Common core deadlines loom, Brown may reduce state role in teacher training
The first of four professional development programs intended to help teachers bring the common core standards into California classrooms is set for release in July, state officials said Monday.
The learning modules - which will be available free for use by schools, districts and individual teachers - is one of several activities related to the implementation of the roll out of common core that now have definitive deadlines and benchmarks.
This fall, revised standards for teaching English learners supportive of the common core are expected to be available. And in February 2013, the first reviews of supplemental instructional materials aligned with the common core have been set to be unveiled.
The California State Board of Education adopted the national common core standards in math and English language arts in 2010 but the state has struggled to move the program ahead.
Next week, at its regular May meeting, the state board will review a newly updated timeline at least somewhat tied to when national assessments on the common core are expected in 2014-15.
The state's fiscal crisis clearly has inhibited progress and in a report to the board, staff at the California Department of Education again warn that the cost of implementing the (common core standards) is significant" - referencing the need to provide more training for teachers, new instructional materials and eventually new assessments as well.
Last fall, the CDE estimated the cost at close to $800 million. But that opinion may be changing.
CDE staff also said in the same report that there may also be considerable opportunities for savings. Some costs, for instance "will be offset by the improved efficiencies." They also note the "benefits of shared costs with other states" and the shifting of current costs to common core activities.
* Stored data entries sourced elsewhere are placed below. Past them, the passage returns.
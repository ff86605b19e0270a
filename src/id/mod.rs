//! Random identifiers for naming dynamically created resources.
//!
//! See [`core`] for the draw batching scheme, its alphabet size limit and
//! collision estimates.

pub mod core;

pub use self::core::{
    IdentifierGenerator, generate, generate_batched_with, generate_per_char_with, generate_with,
    make_random_id, make_random_java_id, make_random_lowercase_id,
};
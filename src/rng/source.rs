//! Process-wide random sources.
//!
//! Two sources back every generator in the crate:
//!
//! - the **fast source**, `rand`'s thread-local generator. It is created
//!   on demand per thread and needs no lifecycle management. It names
//!   resources and builds correlation tokens, never secrets.
//! - the **secure source**, a single [`Csprng`] shared by the whole
//!   process. It is built from OS entropy the first time anybody asks for
//!   it and is never replaced or torn down afterwards.
//!
//! Initialisation of the secure source goes through a [`OnceLock`], so
//! concurrent first callers block on one construction and all observe the
//! same instance.

use std::sync::OnceLock;

use parking_lot::Mutex;
use rand::rngs::ThreadRng;
use rand::{Rng, RngCore};

use super::Csprng;

static SECURE_SOURCE: OnceLock<SecureSource> = OnceLock::new();

/// The process-wide cryptographically strong generator.
///
/// Obtained through [`secure_source`]. The generator state is guarded by a
/// mutex that is held only while a single closure runs.
pub struct SecureSource {
    rng: Mutex<Csprng>,
}

impl SecureSource {
    fn from_os() -> Self {
        Self {
            rng: Mutex::new(Csprng::from_os()),
        }
    }

    /// Runs `f` with exclusive access to the secure generator.
    ///
    /// Keep the closure short: every other secure draw in the process waits
    /// for it.
    pub fn with_rng<T>(&self, f: impl FnOnce(&mut Csprng) -> T) -> T {
        let mut rng = self.rng.lock();
        f(&mut rng)
    }

    /// Fills `dest` with cryptographically secure random bytes.
    pub fn fill_bytes(&self, dest: &mut [u8]) {
        self.with_rng(|rng| rng.fill_bytes(dest));
    }
}

/// Returns the process-wide secure source, creating it on first use.
///
/// # Panics
/// Panics on first use if the operating system cannot provide entropy.
pub fn secure_source() -> &'static SecureSource {
    SECURE_SOURCE.get_or_init(|| {
        tracing::debug!("seeding process-wide secure random source from OS entropy");
        SecureSource::from_os()
    })
}

/// Returns the fast general-purpose generator for the calling thread.
pub fn fast_rng() -> ThreadRng {
    rand::rng()
}

/// Returns a uniformly random `u64` from the fast source.
pub fn random_u64() -> u64 {
    fast_rng().random()
}

/// Returns a uniformly random `i32` from the fast source.
pub fn random_i32() -> i32 {
    fast_rng().random()
}

/// Returns a uniformly random value in `[0, bound)` from the fast source.
///
/// A `bound` of zero yields zero.
pub fn random_below(bound: u64) -> u64 {
    if bound == 0 {
        return 0;
    }
    fast_rng().random_range(0..bound)
}

/// Returns a random boolean from the fast source.
pub fn random_bool() -> bool {
    fast_rng().random()
}

/// Returns a uniformly random `f64` in `[0, 1)` from the fast source.
pub fn random_f64() -> f64 {
    fast_rng().random()
}

/// Fills `buf` with bytes from the fast source and returns it.
pub fn fill_random(buf: &mut [u8]) -> &mut [u8] {
    fast_rng().fill_bytes(buf);
    buf
}

/// Returns `len` bytes from the fast source.
pub fn random_bytes(len: usize) -> Vec<u8> {
    let mut buf = vec![0u8; len];
    fill_random(&mut buf);
    buf
}
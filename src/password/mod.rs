//! Random passwords with guaranteed character-class coverage.

pub mod core;

pub use self::core::{generate, generate_with, make_random_password};
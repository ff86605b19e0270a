//! Random identifiers, passwords and compact value encodings.
//!
//! This crate produces the short strings a provisioning system needs when
//! it creates things at runtime: names for resources, one-time credentials
//! and correlation tokens derived from hash codes. It only emits strings;
//! storing or protecting them is up to the caller.
//!
//! # Module overview
//!
//! - `rng`
//!   The random sources. A fast thread-local generator for non-sensitive
//!   tokens, and a process-wide ChaCha20 CSPRNG, seeded from the OS on
//!   first use and never replaced, for secrets.
//!
//! - `alphabet`
//!   The validated [`Alphabet`] type and the predefined character sets
//!   (letters, digits, password symbols, the 64-symbol value encoding).
//!
//! - `id`
//!   Fixed-length identifiers whose first character comes from a *start*
//!   alphabet and the rest from a *continuation* alphabet. Random draws
//!   are batched, one per four characters.
//!
//! - `password`
//!   Passwords containing at least one character from each requested pool,
//!   shuffled, drawn from the secure source.
//!
//! - `encoding`
//!   Deterministic encodings of 64-bit values: mixed-radix tokens from hash
//!   codes, and fixed-width 6-bit chunks (with random tokens chained from
//!   them).
//!
//! - `validate`
//!   Predicates checking a token against start/continuation alphabets, and
//!   Java-style name checks built on them.
//!
//! # Concurrency
//!
//! Every operation is synchronous and never blocks on I/O. All of them may
//! be called from any number of threads. The only shared state is the
//! secure source, whose one-time construction is guarded by a `OnceLock`.
//!
//! # Errors
//!
//! Invalid lengths and alphabets are reported as [`IdentifierError`]; all
//! variants are of kind [`ErrorKind::InvalidArgument`].

mod os;

pub mod alphabet;
pub mod encoding;
pub mod error;
pub mod id;
pub mod password;
pub mod rng;
pub mod validate;

pub use alphabet::Alphabet;
pub use error::{ErrorKind, IdentifierError, Result};
pub use id::{IdentifierGenerator, make_random_id, make_random_java_id, make_random_lowercase_id};
pub use password::make_random_password;
//! Task model types for the task tracker.

use chrono::{DateTime, NaiveDate, Utc};
use serde::{Deserialize, Serialize};

/// Store-assigned task identifier.
pub type TaskId = i64;

/// Task priority levels.
///
/// Persisted as the display string so free-text filtering can match it.
#[derive(Debug, Clone, Copy, PartialEq, Eq, PartialOrd, Ord, Default, Serialize, Deserialize)]
pub enum Priority {
    /// Low priority.
    Low,
    /// Medium priority (default).
    #[default]
    Medium,
    /// High priority.
    High,
    /// Urgent - needs attention now.
    Urgent,
}

impl Priority {
    /// Parse a priority from a string, case-insensitively.
    ///
    /// # Errors
    ///
    /// Returns an error if the string is not a valid priority.
    #[allow(clippy::should_implement_trait)]
    pub fn from_str(s: &str) -> Result<Self, InvalidPriority> {
        match s.to_lowercase().as_str() {
            "low" => Ok(Self::Low),
            "medium" => Ok(Self::Medium),
            "high" => Ok(Self::High),
            "urgent" => Ok(Self::Urgent),
            _ => Err(InvalidPriority(s.to_string())),
        }
    }

    /// Get the string representation of the priority.
    #[must_use]
    pub const fn as_str(&self) -> &'static str {
        match self {
            Self::Low => "Low",
            Self::Medium => "Medium",
            Self::High => "High",
            Self::Urgent => "Urgent",
        }
    }

    /// Rank for semantic sorting (0 = least important).
    #[must_use]
    pub const fn rank(&self) -> u8 {
        *self as u8
    }
}

impl std::fmt::Display for Priority {
    fn fmt(&self, f: &mut std::fmt::Formatter<'_>) -> std::fmt::Result {
        write!(f, "{}", self.as_str())
    }
}

/// Error when an invalid priority string is provided.
#[derive(Debug, Clone, PartialEq, Eq)]
pub struct InvalidPriority(pub String);

impl std::fmt::Display for InvalidPriority {
    fn fmt(&self, f: &mut std::fmt::Formatter<'_>) -> std::fmt::Result {
        write!(f, "invalid priority: '{}' (must be one of: Low, Medium, High, Urgent)", self.0)
    }
}

impl std::error::Error for InvalidPriority {}

/// How often a task repeats.
#[derive(Debug, Clone, Copy, PartialEq, Eq, Default, Serialize, Deserialize)]
#[serde(rename_all = "camelCase")]
pub enum Repeats {
    /// One-off task (default).
    #[default]
    NoRepeat,
    /// Repeats every day.
    Daily,
    /// Repeats every week.
    Weekly,
    /// Repeats every calendar month.
    Monthly,
    /// Repeats every calendar year.
    Yearly,
}

impl Repeats {
    /// Parse a repeat frequency from a string, case-insensitively.
    ///
    /// # Errors
    ///
    /// Returns an error if the string is not a valid frequency.
    #[allow(clippy::should_implement_trait)]
    pub fn from_str(s: &str) -> Result<Self, InvalidRepeats> {
        match s.to_lowercase().as_str() {
            "norepeat" => Ok(Self::NoRepeat),
            "daily" => Ok(Self::Daily),
            "weekly" => Ok(Self::Weekly),
            "monthly" => Ok(Self::Monthly),
            "yearly" => Ok(Self::Yearly),
            _ => Err(InvalidRepeats(s.to_string())),
        }
    }

    /// Get the string representation of the frequency.
    #[must_use]
    pub const fn as_str(&self) -> &'static str {
        match self {
            Self::NoRepeat => "noRepeat",
            Self::Daily => "daily",
            Self::Weekly => "weekly",
            Self::Monthly => "monthly",
            Self::Yearly => "yearly",
        }
    }

    /// Whether tasks with this frequency form a sequence of occurrences.
    #[must_use]
    pub const fn is_repeating(&self) -> bool {
        !matches!(self, Self::NoRepeat)
    }
}

impl std::fmt::Display for Repeats {
    fn fmt(&self, f: &mut std::fmt::Formatter<'_>) -> std::fmt::Result {
        write!(f, "{}", self.as_str())
    }
}

/// Error when an invalid repeat frequency string is provided.
#[derive(Debug, Clone, PartialEq, Eq)]
pub struct InvalidRepeats(pub String);

impl std::fmt::Display for InvalidRepeats {
    fn fmt(&self, f: &mut std::fmt::Formatter<'_>) -> std::fmt::Result {
        write!(
            f,
            "invalid repeat frequency: '{}' (must be one of: noRepeat, daily, weekly, monthly, yearly)",
            self.0
        )
    }
}

impl std::error::Error for InvalidRepeats {}

/// A task to be completed.
///
/// A repeating task is materialized as a chain of occurrences linked through
/// `next_id`: every occurrence except the last points at the next one, and
/// `ends_after` counts the occurrences remaining from that link onward.
#[derive(Debug, Clone, PartialEq, Eq, Serialize, Deserialize)]
#[serde(rename_all = "camelCase")]
pub struct Task {
    /// Store-assigned primary key.
    pub id: TaskId,
    /// The name of the task.
    pub name: String,
    /// Priority of the task.
    pub priority: Priority,
    /// Detailed description of the task.
    pub description: String,
    /// Calendar date the task is due (no time component).
    pub due_date: NaiveDate,
    /// Calendar date the task was completed. `Some` iff `is_complete`.
    pub date_completed: Option<NaiveDate>,
    /// True once the task has been marked complete. Never reverts.
    pub is_complete: bool,
    /// How often the task repeats.
    pub repeats: Repeats,
    /// Occurrences remaining in the repeat sequence, counting this one.
    pub ends_after: i64,
    /// The next occurrence in the sequence, absent on the last one.
    pub next_id: Option<TaskId>,
    /// Optimistic-concurrency counter, incremented on every write.
    pub version: i64,
}

impl Task {
    /// Whether the task is still pending.
    #[must_use]
    pub const fn is_pending(&self) -> bool {
        !self.is_complete
    }
}

/// Caller-supplied task properties, before validation.
///
/// Every field is optional; the sequence manager validates presence and
/// formats and reports all violations at once.
#[derive(Debug, Clone, Default, Serialize, Deserialize)]
#[serde(rename_all = "camelCase", default)]
pub struct TaskDraft {
    /// The name of the task.
    pub name: Option<String>,
    /// Priority of the task.
    pub priority: Option<Priority>,
    /// Detailed description of the task.
    pub description: Option<String>,
    /// Due date as `YYYY-MM-DD` or an RFC 3339 timestamp.
    pub due_date: Option<String>,
    /// Completion date, only meaningful for [`complete`](crate::tasks::sequence::SequenceManager::complete).
    pub date_completed: Option<String>,
    /// How often the task repeats.
    pub repeats: Option<Repeats>,
    /// Total occurrences in the repeat sequence.
    pub ends_after: Option<i64>,
}

impl TaskDraft {
    /// Build a draft with the four required fields set.
    #[must_use]
    pub fn new(name: &str, priority: Priority, description: &str, due_date: &str) -> Self {
        Self {
            name: Some(name.to_string()),
            priority: Some(priority),
            description: Some(description.to_string()),
            due_date: Some(due_date.to_string()),
            ..Self::default()
        }
    }

    /// Set the repeat frequency and sequence length.
    #[must_use]
    pub fn repeating(mut self, repeats: Repeats, ends_after: i64) -> Self {
        self.repeats = Some(repeats);
        self.ends_after = Some(ends_after);
        self
    }
}

/// Parse a caller-supplied date as `YYYY-MM-DD`, or as an RFC 3339 timestamp
/// normalized to its UTC calendar date.
///
/// Time-of-day components are always discarded; the engine only ever stores
/// calendar dates.
#[must_use]
pub fn parse_input_date(raw: &str) -> Option<NaiveDate> {
    if let Ok(date) = NaiveDate::parse_from_str(raw, "%Y-%m-%d") {
        return Some(date);
    }
    DateTime::parse_from_rfc3339(raw).ok().map(|dt| dt.with_timezone(&Utc).date_naive())
}

#[cfg(test)]
mod tests {
    use super::*;

    #[test]
    fn test_priority_from_str() {
        assert_eq!(Priority::from_str("Low").unwrap(), Priority::Low);
        assert_eq!(Priority::from_str("URGENT").unwrap(), Priority::Urgent);
        assert_eq!(Priority::from_str("medium").unwrap(), Priority::Medium);
        assert!(Priority::from_str("whenever").is_err());
    }

    #[test]
    fn test_priority_rank_ordering() {
        assert!(Priority::Low.rank() < Priority::Medium.rank());
        assert!(Priority::Medium.rank() < Priority::High.rank());
        assert!(Priority::High.rank() < Priority::Urgent.rank());
    }

    #[test]
    fn test_priority_serde_uses_display_names() {
        assert_eq!(serde_json::to_string(&Priority::Urgent).unwrap(), "\"Urgent\"");
        let parsed: Priority = serde_json::from_str("\"Low\"").unwrap();
        assert_eq!(parsed, Priority::Low);
    }

    #[test]
    fn test_repeats_from_str() {
        assert_eq!(Repeats::from_str("noRepeat").unwrap(), Repeats::NoRepeat);
        assert_eq!(Repeats::from_str("NOREPEAT").unwrap(), Repeats::NoRepeat);
        assert_eq!(Repeats::from_str("weekly").unwrap(), Repeats::Weekly);
        assert!(Repeats::from_str("fortnightly").is_err());
    }

    #[test]
    fn test_repeats_serde_camel_case() {
        assert_eq!(serde_json::to_string(&Repeats::NoRepeat).unwrap(), "\"noRepeat\"");
        let parsed: Repeats = serde_json::from_str("\"monthly\"").unwrap();
        assert_eq!(parsed, Repeats::Monthly);
    }

    #[test]
    fn test_is_repeating() {
        assert!(!Repeats::NoRepeat.is_repeating());
        assert!(Repeats::Daily.is_repeating());
        assert!(Repeats::Yearly.is_repeating());
    }

    #[test]
    fn test_parse_input_date_iso() {
        assert_eq!(
            parse_input_date("2024-01-10"),
            Some(NaiveDate::from_ymd_opt(2024, 1, 10).unwrap())
        );
    }

    #[test]
    fn test_parse_input_date_rfc3339_truncates_to_utc_day() {
        // 23:30 in UTC-2 is 01:30 the next day in UTC.
        assert_eq!(
            parse_input_date("2024-01-10T23:30:00-02:00"),
            Some(NaiveDate::from_ymd_opt(2024, 1, 11).unwrap())
        );
    }

    #[test]
    fn test_parse_input_date_rejects_garbage() {
        assert_eq!(parse_input_date("not a date"), None);
        assert_eq!(parse_input_date("01/10/2024"), None);
        assert_eq!(parse_input_date("2024-13-40"), None);
    }

    #[test]
    fn test_task_serialization_round_trip() {
        let task = Task {
            id: 1,
            name: "Water the plants".to_string(),
            priority: Priority::Low,
            description: "Just the ones on the balcony".to_string(),
            due_date: NaiveDate::from_ymd_opt(2024, 1, 10).unwrap(),
            date_completed: None,
            is_complete: false,
            repeats: Repeats::Weekly,
            ends_after: 4,
            next_id: Some(2),
            version: 0,
        };

        let json = serde_json::to_string(&task).unwrap();
        assert!(json.contains("\"dueDate\":\"2024-01-10\""));
        assert!(json.contains("\"nextId\":2"));
        let parsed: Task = serde_json::from_str(&json).unwrap();
        assert_eq!(parsed, task);
    }

    #[test]
    fn test_draft_deserializes_from_camel_case() {
        let draft: TaskDraft = serde_json::from_str(
            r#"{"name":"Pay rent","priority":"High","description":"First of the month",
                "dueDate":"2024-02-01","repeats":"monthly","endsAfter":12}"#,
        )
        .unwrap();
        assert_eq!(draft.name.as_deref(), Some("Pay rent"));
        assert_eq!(draft.priority, Some(Priority::High));
        assert_eq!(draft.repeats, Some(Repeats::Monthly));
        assert_eq!(draft.ends_after, Some(12));
        assert!(draft.date_completed.is_none());
    }
}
One of the biggest single cost items, instructional materials, the CDE notes, "will span multiple years but will be offset by access to a national market of materials and greater price competition in so long as California does not add state-specific evaluation criteria."
Meanwhile, there also may be a shift in state policy in its role as a provider of professional development.
Sue Burr, the executive director of the state board and one of the primary education advisers to Gov. Jerry Brown, told members of the Commission on Teacher Credentialing on Friday that the administration would be treading carefully from here forward.
"I do think we need to look carefully at the role of the state when it comes to professional development," said Burr in a report on the next steps with the common core.
"We had a very specific role, we took a specific and I think a very directive role as it relates to professional development tied to instructional materials before," she explained. "I think there is some question about whether we want to go down that path again, both in terms of that level of prescription and also the state telling districts what to do."
Burr said that Gov. Brown feeling strongly that more decisions need to be made on the local level and that giving districts more flexibility when it comes to spending decisions are key parts of his agenda.
"My boss believes that the best decisions are made locally, and so in the bigger context, what we're trying to do with respect to funding for school districts is to create a weighted pupil formula and to give districts complete flexibility over how they spend their money, as long as they meet the outcomes we expect them to do, so I think in that kind of an environment, we would expect districts to provide professional development," Burr said.